A second prospective validation evaluated the performance of the RSIs on surgical patients from one tertiary medical center. With approval of the Cleveland Clinic Institutional Review Board (Cleveland, Ohio), this validation used the Cleveland Clinic Perioperative Health Documentation System (PHDS), an electronic medical record–based registry of noncardiac surgical patients from January 2005 to December 2009 (n = 103,324). We constructed a dataset from this registry that was structured in the same stay-based format as the MEDPAR dataset, with ICD-9-CM procedure and diagnosis codes. Patients younger than 18 yrs and those with missing data were excluded (n = 2,122). The four RSIs were computed using the Hierarchical Dataset Coding algorithm, and performance was evaluated using the C statistic and C index. The performances of the RSIs were compared with the CCI. We also evaluated whether inclusion of demographic characteristics improved prediction accuracy.
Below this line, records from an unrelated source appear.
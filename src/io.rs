//! The I/O controller contract (§6.1).
//!
//! Byte-level framing, parsing, and socket I/O are external collaborators:
//! this module only pins down the small surface the core needs to push
//! encoded messages onto the wire and to manage read/write backpressure. A
//! real transport-owning crate implements [`IoController`]; this crate only
//! ships the trait plus, under `#[cfg(test)]`, a minimal in-memory double
//! used by its own unit tests.

/// Outcome of a single `push`ed message once the controller has finished
/// (attempting) to write it.
#[derive(Debug, Clone, Copy, PartialEq, Eq)]
pub enum WriteResult {
    /// The message was written successfully.
    Success,
    /// Writing the message failed.
    Failure,
    /// The message was dropped before it could be written (e.g. purged, or
    /// timed out while still pending).
    Cancelled,
}

/// Capability for pushing encoded messages onto a connection and for
/// controlling read/write flow, consumed by both [`crate::server`] and
/// [`crate::client`] cores.
///
/// `Out` is the message type the core hands the controller for encoding
/// (a response on the server, a request on the client).
pub trait IoController<Out>: Send {
    /// Enqueue `message` for encoding and writing. `timestamp` is an
    /// opaque write tag the core attaches for its own bookkeeping (the
    /// server uses the originating request's creation time, purely to
    /// detect drops; it is not interpreted by the controller).
    ///
    /// Returns `false` if the controller's pending buffer is already full
    /// and the message was rejected outright (it is the caller's
    /// responsibility to invoke no completion callback in that case).
    fn push(
        &mut self,
        message: Out,
        timestamp: Option<i64>,
        on_result: Box<dyn FnOnce(WriteResult) + Send>,
    ) -> bool;

    /// Stop delivering `processMessage`/decoded-response callbacks.
    fn pause_reads(&mut self);

    /// Resume delivering `processMessage`/decoded-response callbacks.
    fn resume_reads(&mut self);

    /// Stop accepting new `push`ed messages for writing.
    fn pause_writes(&mut self);

    /// Resume accepting `push`ed messages for writing.
    fn resume_writes(&mut self);

    /// Signal that the handler is ready to receive decoded data again
    /// (called once after a fresh connection is established).
    fn ready_for_data(&mut self);

    /// Drop every message that has been `push`ed but not yet written,
    /// invoking each one's completion callback with [`WriteResult::Cancelled`].
    fn purge_outgoing(&mut self);

    /// Drop every message still waiting in the controller's own pending
    /// buffer (distinct from `purge_outgoing`: these never made it past
    /// admission), invoking each completion callback with
    /// [`WriteResult::Cancelled`].
    fn purge_pending(&mut self);
}
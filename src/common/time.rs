use std::sync::OnceLock;
use std::time::Instant;

static EPOCH: OnceLock<Instant> = OnceLock::new();

/// Monotonic milliseconds since this process first asked for the time.
///
/// Promises and `SourcedRequest`s stamp their creation/start time with this
/// so that timeout and latency math is immune to wall-clock adjustments.
pub(crate) fn now_ms() -> i64 {
    let epoch = EPOCH.get_or_init(Instant::now);
    epoch.elapsed().as_millis() as i64
}
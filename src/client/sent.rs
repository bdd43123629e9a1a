use std::collections::VecDeque;

use tokio::sync::oneshot;

use crate::error::Error;

/// Single-shot handler a [`super::ServiceClient`] completes once a request's
/// response (or terminal error) is known.
pub(crate) type ResponseTx<Resp> = oneshot::Sender<Result<Resp, Error>>;

/// A sent request awaiting its response (§3 "Client SentQueue"): it has
/// already been written to the wire, so only the handler and the start
/// timestamp need to be kept around for correlation and latency metrics.
pub(crate) struct SentEntry<Resp> {
    pub(crate) handler: ResponseTx<Resp>,
    pub(crate) start: i64,
}

impl<Resp> SentEntry<Resp> {
    pub(crate) fn complete(self, result: Result<Resp, Error>) {
        let _ = self.handler.send(result);
    }
}

/// FIFO of requests that have been written to the wire but for which no
/// response has arrived yet. Invariant: the nth response decoded from the
/// connection completes the nth entry in this queue (§3, §4.3).
pub(crate) struct SentQueue<Resp> {
    entries: VecDeque<SentEntry<Resp>>,
}

impl<Resp> SentQueue<Resp> {
    pub(crate) fn new() -> Self {
        SentQueue {
            entries: VecDeque::new(),
        }
    }

    pub(crate) fn len(&self) -> usize {
        self.entries.len()
    }

    pub(crate) fn is_empty(&self) -> bool {
        self.entries.is_empty()
    }

    pub(crate) fn push_back(&mut self, entry: SentEntry<Resp>) {
        self.entries.push_back(entry);
    }

    pub(crate) fn pop_front(&mut self) -> Option<SentEntry<Resp>> {
        self.entries.pop_front()
    }

    pub(crate) fn drain(&mut self) -> std::collections::vec_deque::Drain<'_, SentEntry<Resp>> {
        self.entries.drain(..)
    }
}
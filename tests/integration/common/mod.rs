//! Shared helpers for integration tests

#![allow(dead_code)]

use async_trait::async_trait;
use std::collections::HashMap;
use std::path::Path;
use sumi_index::config::CrawlerConfig;
use sumi_index::crawler::{Coordinator, Document, DocumentSource, SourceError};
use sumi_index::storage::SqliteStorage;

pub const DAY: i64 = 86_400;

/// In-process document source serving a fixed set of pages
///
/// Titles not in the table are reported as not found. A failing source
/// answers every request with HTTP 503.
#[derive(Debug, Default)]
pub struct ScriptedSource {
    by_title: HashMap<String, Document>,
    failing: bool,
    pub title_calls: Vec<String>,
    pub id_calls: Vec<i64>,
}

impl ScriptedSource {
    pub fn new() -> Self {
        Self::default()
    }

    pub fn failing() -> Self {
        Self {
            failing: true,
            ..Self::default()
        }
    }

    pub fn page(mut self, id: i64, title: &str, body: &str, links: &[&str]) -> Self {
        self.by_title.insert(
            title.to_string(),
            Document {
                id,
                title: title.to_string(),
                body: body.to_string(),
                links: links.iter().map(|s| s.to_string()).collect(),
            },
        );
        self
    }

    /// Makes `from` resolve to the already registered page `to`
    pub fn redirect(mut self, from: &str, to: &str) -> Self {
        if let Some(doc) = self.by_title.get(to).cloned() {
            self.by_title.insert(from.to_string(), doc);
        }
        self
    }

    pub fn calls(&self) -> usize {
        self.title_calls.len() + self.id_calls.len()
    }

    fn unavailable(&self, target: String) -> SourceError {
        SourceError::Status {
            target,
            status: 503,
        }
    }
}

#[async_trait]
impl DocumentSource for ScriptedSource {
    async fn fetch_by_id(&mut self, id: i64) -> Result<Document, SourceError> {
        self.id_calls.push(id);
        if self.failing {
            return Err(self.unavailable(id.to_string()));
        }
        self.by_title
            .values()
            .find(|doc| doc.id == id)
            .cloned()
            .ok_or_else(|| SourceError::NotFound(id.to_string()))
    }

    async fn fetch_by_title(&mut self, title: &str) -> Result<Document, SourceError> {
        self.title_calls.push(title.to_string());
        if self.failing {
            return Err(self.unavailable(title.to_string()));
        }
        self.by_title
            .get(title)
            .cloned()
            .ok_or_else(|| SourceError::NotFound(title.to_string()))
    }
}

pub fn memory_coordinator(source: ScriptedSource) -> Coordinator<SqliteStorage, ScriptedSource> {
    Coordinator::new(
        SqliteStorage::open_in_memory().expect("in-memory database"),
        source,
        CrawlerConfig::default(),
    )
}

pub fn disk_coordinator(
    path: &Path,
    source: ScriptedSource,
    config: CrawlerConfig,
) -> Coordinator<SqliteStorage, ScriptedSource> {
    Coordinator::new(
        SqliteStorage::new(path).expect("on-disk database"),
        source,
        config,
    )
}
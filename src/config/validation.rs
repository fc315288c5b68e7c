use crate::config::types::{
    Config, CrawlerConfig, IndexerConfig, OutputConfig, SourceConfig, UserAgentConfig,
};
use crate::ConfigError;
use url::Url;

/// Upper bound for any per-call batch size
const MAX_BATCH_SIZE: u32 = 500;

/// Validates the entire configuration
pub fn validate(config: &Config) -> Result<(), ConfigError> {
    validate_crawler_config(&config.crawler)?;
    validate_indexer_config(&config.indexer)?;
    validate_source_config(&config.source)?;
    validate_user_agent_config(&config.user_agent)?;
    validate_output_config(&config.output)?;
    Ok(())
}

/// Validates crawler configuration
fn validate_crawler_config(config: &CrawlerConfig) -> Result<(), ConfigError> {
    validate_batch_size("crawler.batch_size", config.batch_size)?;

    if config.max_consecutive_failures < 1 {
        return Err(ConfigError::Validation(format!(
            "max_consecutive_failures must be >= 1, got {}",
            config.max_consecutive_failures
        )));
    }

    if config.recrawl_window <= 0 {
        return Err(ConfigError::Validation(format!(
            "recrawl_window must be positive, got {}s",
            config.recrawl_window
        )));
    }

    if config.failure_penalty <= 0 {
        return Err(ConfigError::Validation(format!(
            "failure_penalty must be positive, got {}s",
            config.failure_penalty
        )));
    }

    validate_commit_frequency("crawler.commit_frequency", config.commit_frequency)
}

/// Validates index builder configuration
fn validate_indexer_config(config: &IndexerConfig) -> Result<(), ConfigError> {
    validate_batch_size("indexer.batch_size", config.batch_size)?;
    validate_commit_frequency("indexer.commit_frequency", config.commit_frequency)?;

    if let Some(path) = &config.stop_words_path {
        if path.trim().is_empty() {
            return Err(ConfigError::Validation(
                "stop_words_path cannot be empty when set".to_string(),
            ));
        }
    }

    Ok(())
}

/// Validates document source configuration
fn validate_source_config(config: &SourceConfig) -> Result<(), ConfigError> {
    let url = Url::parse(&config.api_url)
        .map_err(|e| ConfigError::InvalidUrl(format!("Invalid api_url: {}", e)))?;

    if url.scheme() != "https" && url.scheme() != "http" {
        return Err(ConfigError::Validation(format!(
            "api_url must use http or https, got '{}'",
            config.api_url
        )));
    }

    if config.minimum_request_interval < 100 {
        return Err(ConfigError::Validation(format!(
            "minimum_request_interval must be >= 100ms, got {}ms",
            config.minimum_request_interval
        )));
    }

    Ok(())
}

/// Validates user agent configuration
fn validate_user_agent_config(config: &UserAgentConfig) -> Result<(), ConfigError> {
    if config.crawler_name.is_empty() {
        return Err(ConfigError::Validation(
            "crawler_name cannot be empty".to_string(),
        ));
    }

    if !config
        .crawler_name
        .chars()
        .all(|c| c.is_alphanumeric() || c == '-')
    {
        return Err(ConfigError::Validation(format!(
            "crawler_name must contain only alphanumeric characters and hyphens, got '{}'",
            config.crawler_name
        )));
    }

    Url::parse(&config.contact_url)
        .map_err(|e| ConfigError::InvalidUrl(format!("Invalid contact_url: {}", e)))?;

    validate_email(&config.contact_email)?;

    Ok(())
}

/// Validates output configuration
fn validate_output_config(config: &OutputConfig) -> Result<(), ConfigError> {
    if config.database_path.is_empty() {
        return Err(ConfigError::Validation(
            "database_path cannot be empty".to_string(),
        ));
    }

    Ok(())
}

fn validate_batch_size(name: &str, value: u32) -> Result<(), ConfigError> {
    if value < 1 || value > MAX_BATCH_SIZE {
        return Err(ConfigError::Validation(format!(
            "{} must be between 1 and {}, got {}",
            name, MAX_BATCH_SIZE, value
        )));
    }
    Ok(())
}

fn validate_commit_frequency(name: &str, value: u32) -> Result<(), ConfigError> {
    if value < 1 {
        return Err(ConfigError::Validation(format!(
            "{} must be >= 1, got {}",
            name, value
        )));
    }
    Ok(())
}

/// Basic email validation
fn validate_email(email: &str) -> Result<(), ConfigError> {
    if email.is_empty() {
        return Err(ConfigError::Validation(
            "contact_email cannot be empty".to_string(),
        ));
    }

    let parts: Vec<&str> = email.split('@').collect();
    if parts.len() != 2 || parts[0].is_empty() || parts[1].is_empty() {
        return Err(ConfigError::Validation(format!(
            "Invalid email format: '{}'",
            email
        )));
    }

    if !parts[1].contains('.') {
        return Err(ConfigError::Validation(format!(
            "Invalid email domain: '{}'",
            email
        )));
    }

    Ok(())
}
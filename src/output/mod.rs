//! Output module for reporting on the index database
//!
//! This module handles:
//! - Collecting crawl and index statistics
//! - Printing them for the `stats` command

pub mod stats;

pub use stats::{load_statistics, print_statistics, IndexStatistics};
Statistical programming was implemented in SPSS (SPSS Inc., Chicago, IL) and Python (Python Software Foundation, Hampton, NH). The CMS development and validation datasets were evenly split by even or odd record numbers provided by Medicare; random selection for bootstrapping was performed using the SPSS uniform distribution function.
Results
Characteristics of the CMS development and validation datasets did not differ significantly. There were significant differences between the CMS and PHDS validation datasets (table 1). Surgical patients in the PHDS dataset were younger and had fewer comorbidities and lower CCI. PHDS patients had shorter hospital stays and lower mortality rates.
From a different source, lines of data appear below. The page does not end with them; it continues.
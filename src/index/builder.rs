//! Inverted index builder
//!
//! Pulls crawled pages that still hold raw text, writes one posting per
//! distinct token, then compacts the page. Compaction doubles as the
//! completion marker: a page holding compressed text is never selected again,
//! while a page interrupted before compaction is simply re-indexed (posting
//! inserts are idempotent).

use crate::config::IndexerConfig;
use crate::index::compression::{compress_text, decompress_text};
use crate::index::tokenizer::{tokenize, TokenFilter};
use crate::state::PageState;
use crate::storage::{PageRecord, Storage, StorageError};
use crate::SumiError;

/// Result of indexing a single page
#[derive(Debug, Clone, PartialEq, Eq)]
pub struct IndexedPage {
    pub page_id: i64,
    pub title: String,
    /// Distinct tokens that survived the filter
    pub tokens: usize,
    /// Postings that did not exist before
    pub new_postings: usize,
}

/// Totals for an index run
#[derive(Debug, Clone, Default, PartialEq, Eq)]
pub struct IndexReport {
    pub indexed: u32,
    pub postings: u64,
    /// True if the run stopped because no more pages were waiting
    pub exhausted: bool,
}

/// Batch job turning crawled pages into postings
pub struct IndexBuilder<S: Storage> {
    storage: S,
    filter: TokenFilter,
    config: IndexerConfig,
}

impl<S: Storage> IndexBuilder<S> {
    /// Creates a builder over an explicit store handle
    pub fn new(storage: S, filter: TokenFilter, config: IndexerConfig) -> Self {
        Self {
            storage,
            filter,
            config,
        }
    }

    /// Borrows the underlying store
    pub fn storage(&self) -> &S {
        &self.storage
    }

    /// Returns the underlying store
    pub fn into_storage(self) -> S {
        self.storage
    }

    /// Indexes up to `limit` pages (capped by the configured batch size)
    ///
    /// Fails with `NoWorkAvailable` if nothing is waiting. Commits are left
    /// to the caller.
    pub fn index_batch(&mut self, limit: u32) -> Result<Vec<IndexedPage>, SumiError> {
        let pages = self.next_pages(limit)?;
        pages.iter().map(|page| self.index_page(page)).collect()
    }

    /// Indexes up to `count` pages, committing every `commit_frequency` pages
    ///
    /// Running out of work after at least one page ends the run normally;
    /// running out before any page propagates `NoWorkAvailable`.
    pub fn run(&mut self, count: u32) -> Result<IndexReport, SumiError> {
        let commit_frequency = self.config.commit_frequency.max(1);
        let mut report = IndexReport::default();

        while report.indexed < count {
            let pages = match self.next_pages(count - report.indexed) {
                Ok(pages) => pages,
                Err(SumiError::NoWorkAvailable) if report.indexed > 0 => {
                    tracing::info!("No more pages waiting to be indexed");
                    report.exhausted = true;
                    break;
                }
                Err(e) => return Err(e),
            };

            for page in &pages {
                if report.indexed % commit_frequency == 0 {
                    self.storage.checkpoint()?;
                }

                let indexed = self.index_page(page)?;
                report.indexed += 1;
                report.postings += indexed.new_postings as u64;
            }
        }

        self.storage.flush()?;
        tracing::info!(
            "Indexed {} pages ({} new postings)",
            report.indexed,
            report.postings
        );
        Ok(report)
    }

    fn next_pages(&self, limit: u32) -> Result<Vec<PageRecord>, SumiError> {
        let batch = limit.clamp(1, self.config.batch_size.max(1));
        let pages = self.storage.pages_needing_index(batch)?;
        if pages.is_empty() {
            return Err(SumiError::NoWorkAvailable);
        }
        Ok(pages)
    }

    /// Writes postings for one page, then compacts it
    fn index_page(&mut self, page: &PageRecord) -> Result<IndexedPage, SumiError> {
        let state = page.state();
        let body = match page.raw_text.as_deref() {
            Some(body) if state.needs_indexing() => body,
            _ => {
                return Err(StorageError::InvalidTransition {
                    page_id: page.id,
                    from: state,
                    to: PageState::Indexed,
                }
                .into())
            }
        };

        tracing::debug!("Indexing {}: {}", page.id, page.title);

        let tokens = tokenize(body, &self.filter);
        let mut new_postings = 0;
        for token in &tokens {
            let word_id = self.storage.word_id(token)?;
            if self.storage.insert_mention(word_id, page.id)? {
                new_postings += 1;
            }
        }

        let compressed = compress_text(body)?;
        self.storage.compact_page(page.id, &compressed)?;

        tracing::info!(
            "Indexed {}: {} ({} tokens, {} new postings)",
            page.id,
            page.title,
            tokens.len(),
            new_postings
        );

        Ok(IndexedPage {
            page_id: page.id,
            title: page.title.clone(),
            tokens: tokens.len(),
            new_postings,
        })
    }
}

/// Returns the stored text of a page, decompressing it if already indexed
pub fn page_text(storage: &dyn Storage, page_id: i64) -> Result<Option<String>, SumiError> {
    let Some(page) = storage.get_page(page_id)? else {
        return Ok(None);
    };

    match (page.raw_text, page.compressed_text) {
        (_, Some(compressed)) => Ok(Some(decompress_text(&compressed)?)),
        (Some(raw), None) => Ok(Some(raw)),
        (None, None) => Ok(None),
    }
}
Performance statistics on the CMS development and validation databases are presented in table 2. Performance on the validation dataset was not statistically different from that on the development database, indicating that the degree to which the RSIs predict the endpoints is highly consistent. Performance was significantly better in the population that had surgical procedures that likely required full anesthetic management, possibly because ICD-9 codes are better characterized in the surgical population that usually gets a careful preoperative evaluation. The predictors associated with the highest and lowest hazard ratio for each of the three models are provided in tables 3–5. The complete set of covariates and coefficients are provided in Supplemental Digital Content 2A–C, tables showing predictors and coefficients for each model, https://links.lww.com/ALN/A643.††
Prospective evaluation of the RSIs on the PHDS dataset is presented in table 2. The performance of each RSI was significantly better than CCI, a difference that persisted after the addition of demographic characteristics to both models. Adding demographic characteristics significantly improved RSI performance only for the 1-yr mortality endpoint. RSI1YRpredicted mortality at 30 days as well as the independent RSI30daysmodel; the RSI1YRmodel can thus be equally used for either 30-day or 1-yr postdischarge mortality endpoints.
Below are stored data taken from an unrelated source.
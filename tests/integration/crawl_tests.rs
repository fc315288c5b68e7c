//! Integration tests for the crawler
//!
//! These tests drive the coordinator against a scripted in-process document
//! source and check the resulting link graph and frontier.

mod common;

use common::{disk_coordinator, memory_coordinator, ScriptedSource, DAY};
use sumi_index::config::CrawlerConfig;
use sumi_index::crawler::{
    current_timestamp, resolve_fetched, seed_frontier, CrawlCandidate, CrawlOutcome, Document,
    ResolveOutcome,
};
use sumi_index::state::PageState;
use sumi_index::storage::{LinkRecord, OpenLinkRecord, SqliteStorage, Storage};
use sumi_index::SumiError;

#[tokio::test]
async fn test_open_links_resolve_to_fetched_page() {
    let source = ScriptedSource::new().page(42, "Cat", "Cats purr.", &["Dog"]);
    let mut coordinator = memory_coordinator(source);

    let storage = coordinator.storage_mut();
    storage.upsert_page(1, "Lion", "Lions roar.", 0).unwrap();
    storage.upsert_page(2, "Tiger", "Tigers swim.", 0).unwrap();
    storage.insert_open_link("Cat", 1_000, Some(1)).unwrap();
    storage.insert_open_link("Cat", 1_000, Some(2)).unwrap();

    let start = current_timestamp();
    let report = coordinator.run(1).await.unwrap();
    assert_eq!(report.attempted, 1);
    assert_eq!(report.stored, 1);

    let storage = coordinator.storage();
    assert!(storage.open_links_for("Cat").unwrap().is_empty());
    assert_eq!(
        storage.incoming_links(42).unwrap(),
        vec![
            LinkRecord { from_id: 1, to_id: 42 },
            LinkRecord { from_id: 2, to_id: 42 },
        ]
    );

    let cat = storage.get_page(42).unwrap().unwrap();
    assert_eq!(cat.title, "Cat");
    assert_eq!(cat.raw_text.as_deref(), Some("Cats purr."));
    assert!(cat.crawled_at >= start);

    let dog = storage.open_links_for("Dog").unwrap();
    assert_eq!(dog.len(), 1);
    assert_eq!(dog[0].from_id, Some(42));
    assert_eq!(dog[0].added_at, cat.crawled_at);
}

#[tokio::test]
async fn test_crawl_follows_links_until_exhausted() {
    let source = ScriptedSource::new()
        .page(1, "Cat", "Cats purr.", &["Dog", "Mouse"])
        .page(2, "Dog", "Dogs bark.", &["Cat"]);
    let mut coordinator = memory_coordinator(source);
    seed_frontier(coordinator.storage_mut(), &["Cat".to_string()], 0).unwrap();

    let report = coordinator.run(10).await.unwrap();

    // Mouse is not in the source, so its fetch fails and it is pushed back.
    assert_eq!(report.attempted, 3);
    assert_eq!(report.stored, 2);
    assert_eq!(report.failed, 1);
    assert!(report.exhausted);

    let storage = coordinator.storage();
    assert_eq!(
        storage.outgoing_links(1).unwrap(),
        vec![LinkRecord { from_id: 1, to_id: 2 }]
    );
    assert_eq!(
        storage.outgoing_links(2).unwrap(),
        vec![LinkRecord { from_id: 2, to_id: 1 }]
    );
    assert_eq!(storage.count_pages_by_state(PageState::Crawled).unwrap(), 2);
    assert_eq!(storage.count_pages_by_state(PageState::Open).unwrap(), 1);
}

#[tokio::test]
async fn test_redirect_stores_canonical_title() {
    let source = ScriptedSource::new()
        .page(6678, "Cat", "Cats purr.", &[])
        .redirect("Felis catus", "Cat");
    let mut coordinator = memory_coordinator(source);

    let storage = coordinator.storage_mut();
    storage.upsert_page(1, "Felidae", "Family.", 0).unwrap();
    storage.insert_open_link("Felis catus", 0, Some(1)).unwrap();

    coordinator.run(1).await.unwrap();

    let storage = coordinator.storage();
    assert_eq!(storage.find_page_id_by_title("Cat").unwrap(), Some(6678));
    assert_eq!(storage.find_page_id_by_title("Felis catus").unwrap(), None);
    assert_eq!(storage.count_open_links().unwrap(), 0);
    assert_eq!(
        storage.incoming_links(6678).unwrap(),
        vec![LinkRecord { from_id: 1, to_id: 6678 }]
    );
}

#[test]
fn test_resolving_twice_changes_nothing() {
    let mut storage = SqliteStorage::open_in_memory().unwrap();
    storage.upsert_page(1, "Lion", "Lions roar.", 0).unwrap();
    storage.insert_open_link("Cat", 0, Some(1)).unwrap();
    let cat = Document {
        id: 42,
        title: "Cat".to_string(),
        body: "Cats purr.".to_string(),
        links: vec!["Dog".to_string(), "Lion".to_string()],
    };

    resolve_fetched(&mut storage, "Cat", &cat, 500, DAY).unwrap();
    let links = storage.count_links().unwrap();
    let open_links = storage.count_open_links().unwrap();
    let page = storage.get_page(42).unwrap();

    let second = resolve_fetched(&mut storage, "Cat", &cat, 500, DAY).unwrap();
    assert_eq!(second, ResolveOutcome::AlreadyFresh);
    assert_eq!(storage.count_links().unwrap(), links);
    assert_eq!(storage.count_open_links().unwrap(), open_links);
    assert_eq!(storage.get_page(42).unwrap(), page);
}

#[tokio::test]
async fn test_fresh_page_keeps_body_and_timestamp() {
    let source = ScriptedSource::new().page(7, "Cat", "New body.", &["Dog"]);
    let mut coordinator = memory_coordinator(source);
    let now = current_timestamp();
    let crawled_at = now - (DAY - 1);

    let storage = coordinator.storage_mut();
    storage.upsert_page(7, "Cat", "Old body.", crawled_at).unwrap();
    storage.insert_open_link("Cat", 0, None).unwrap();

    let outcome = coordinator
        .crawl_one(&CrawlCandidate::open("Cat"), now)
        .await
        .unwrap();
    assert!(matches!(outcome, CrawlOutcome::AlreadyFresh { page_id: 7, .. }));

    let page = coordinator.storage().get_page(7).unwrap().unwrap();
    assert_eq!(page.raw_text.as_deref(), Some("Old body."));
    assert_eq!(page.crawled_at, crawled_at);
    assert!(coordinator.storage().open_links_for("Dog").unwrap().is_empty());
}

#[tokio::test]
async fn test_failed_fetch_is_pushed_back_by_penalty() {
    let mut coordinator = memory_coordinator(ScriptedSource::failing());
    let old_added_at = 1_000;
    coordinator
        .storage_mut()
        .insert_open_link("Ghost", old_added_at, Some(3))
        .unwrap();

    let start = current_timestamp();
    let report = coordinator.run(1).await.unwrap();
    assert_eq!(report.failed, 1);

    let rows = coordinator.storage().open_links_for("Ghost").unwrap();
    assert_eq!(rows.len(), 1);
    assert!(rows[0].added_at > old_added_at);
    assert!(rows[0].added_at >= start + DAY);
    assert_eq!(rows[0].from_id, Some(3));

    // Not eligible again until the penalty has elapsed.
    let report = coordinator.run(1).await.unwrap();
    assert_eq!(report.attempted, 0);
    assert!(report.exhausted);
}

#[tokio::test]
async fn test_circuit_breaker_stops_run_and_keeps_reschedules() {
    let dir = tempfile::tempdir().unwrap();
    let db_path = dir.path().join("crawl.sqlite");
    let titles: Vec<String> = ["A", "B", "C", "D", "E", "F"]
        .iter()
        .map(|t| t.to_string())
        .collect();

    let mut coordinator = disk_coordinator(
        &db_path,
        ScriptedSource::failing(),
        CrawlerConfig::default(),
    );
    for (i, title) in titles.iter().enumerate() {
        coordinator
            .storage_mut()
            .insert_open_link(title, i as i64, None)
            .unwrap();
    }

    let start = current_timestamp();
    let result = coordinator.run(10).await;
    assert!(matches!(
        result,
        Err(SumiError::CircuitBreakerTripped { failures: 5 })
    ));

    let (storage, source) = coordinator.into_parts();
    assert_eq!(source.calls(), 5);
    drop(storage);

    let reopened = SqliteStorage::new(&db_path).unwrap();
    assert_eq!(reopened.count_pages_by_state(PageState::Crawled).unwrap(), 0);

    let mut rescheduled = 0;
    for title in &titles {
        for row in reopened.open_links_for(title).unwrap() {
            if row.added_at >= start + DAY {
                rescheduled += 1;
            }
        }
    }
    assert_eq!(rescheduled, 5);
    assert_eq!(
        reopened.open_links_for("F").unwrap(),
        vec![OpenLinkRecord {
            title: "F".to_string(),
            added_at: 5,
            from_id: None,
        }]
    );
}

#[tokio::test]
async fn test_disambiguation_is_skipped_without_tripping_breaker() {
    let source = ScriptedSource::new().page(9, "Venus", "Second planet.", &[]);
    let mut coordinator = memory_coordinator(source);

    let storage = coordinator.storage_mut();
    for (i, title) in ["Mercury (disambiguation)", "Mars (disambiguation)"]
        .iter()
        .enumerate()
    {
        storage.insert_open_link(title, i as i64, None).unwrap();
    }
    storage.insert_open_link("Venus", 10, None).unwrap();

    let report = coordinator.run(10).await.unwrap();

    assert_eq!(report.skipped, 2);
    assert_eq!(report.stored, 1);
    assert_eq!(report.failed, 0);
    assert!(report.exhausted);
    assert_eq!(coordinator.source().title_calls, vec!["Venus".to_string()]);

    let rows = coordinator
        .storage()
        .open_links_for("Mercury (disambiguation)")
        .unwrap();
    assert!(rows[0].added_at > current_timestamp());
}

#[tokio::test]
async fn test_stale_page_is_recrawled_by_id() {
    let source = ScriptedSource::new().page(5, "Cat", "Updated body.", &[]);
    let mut coordinator = memory_coordinator(source);
    coordinator
        .storage_mut()
        .upsert_page(5, "Cat", "Original body.", 0)
        .unwrap();
    coordinator.storage_mut().compact_page(5, b"zstd").unwrap();

    let start = current_timestamp();
    let report = coordinator.run(1).await.unwrap();
    assert_eq!(report.stored, 1);
    assert_eq!(coordinator.source().id_calls, vec![5]);
    assert!(coordinator.source().title_calls.is_empty());

    let page = coordinator.storage().get_page(5).unwrap().unwrap();
    assert_eq!(page.state(), PageState::Crawled);
    assert_eq!(page.raw_text.as_deref(), Some("Updated body."));
    assert!(page.crawled_at >= start);
}

#[tokio::test]
async fn test_empty_frontier_ends_run() {
    let mut coordinator = memory_coordinator(ScriptedSource::new());

    let report = coordinator.run(5).await.unwrap();

    assert_eq!(report.attempted, 0);
    assert!(report.exhausted);
    assert_eq!(coordinator.source().calls(), 0);
}

#[tokio::test]
async fn test_crawl_resumes_after_restart() {
    let dir = tempfile::tempdir().unwrap();
    let db_path = dir.path().join("crawl.sqlite");
    let source = || {
        ScriptedSource::new()
            .page(1, "Cat", "Cats purr.", &["Dog"])
            .page(2, "Dog", "Dogs bark.", &["Cat"])
    };

    let mut first = disk_coordinator(&db_path, source(), CrawlerConfig::default());
    seed_frontier(first.storage_mut(), &["Cat".to_string()], 0).unwrap();
    let report = first.run(1).await.unwrap();
    assert_eq!(report.stored, 1);
    drop(first);

    let mut second = disk_coordinator(&db_path, source(), CrawlerConfig::default());
    let report = second.run(1).await.unwrap();
    assert_eq!(report.stored, 1);
    assert_eq!(second.source().title_calls, vec!["Dog".to_string()]);

    let storage = second.storage();
    assert_eq!(storage.count_links().unwrap(), 2);
    assert_eq!(storage.count_open_links().unwrap(), 0);
}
Receiver operating characteristic curves for the four endpoints indicate significantly better performance for the RSIs across the sensitivity-specificity range compared with CCI and demographics alone.
Figure 4shows that superior performance was most evident for in-hospital mortality and median LOS and less pronounced for the remaining endpoints. The ability of CCI to predict 30-day LOS was no better than chance. RSI1yrpredictive accuracy appeared stable down to a sample size as small as several thousand hospital stays (fig. 5).
Discussion
Hospital performance measures and public reporting are key methods to drive quality improvement. The validity of comparisons among hospitals depends critically on accurate stratification of population and procedure risk. Furthermore, accurate and universally applicable risk-stratification methods would reduce incentives for hospitals to “cherry pick” healthier patients or perform simpler procedures that might improve their unadjusted outcomes.
Risk-stratification systems developed for specific subpopulations may generalize poorly and are thus unsuitable for characterizing all outcomes within a single hospital, much less for comparing among diverse hospitals. There are also outcome prediction systems, such as the National Surgical Quality Improvement Program stratification,7that are broad-based but depend on clinical information that is not readily available for all hospitalizations. The National Surgical Quality Improvement Program, for example, depends on highly trained nurse reviewers who collect clinical data from a small fraction of patients at participating centers. These clinical details presumably augment prediction accuracy but are not easily available for other patients, even in National Surgical Quality Improvement Program participating centers, much less for patients in nonparticipating hospitals. Any system with potential for broad applicability must therefore be based exclusively on readily available administrative claims data.
We developed broadly applicable empirical models for stratifying postoperative risk that are based on ICD-9 diagnostic and procedure codes and demographic characteristics, information that is standardized, objective, and available for virtually every admitted patient requiring a procedure. Unlike proprietary systems,8ours is publicly available and transparent and can thus be applied by any stakeholder to objectively risk-adjust hospital outcomes. Furthermore, this method can be easily updated to reflect evolving coding conventions (i.e. , conversion to ICD-10 or introduction of entirely new codes), and can be extended to include other populations and outcomes, such as morbidity and cost of care.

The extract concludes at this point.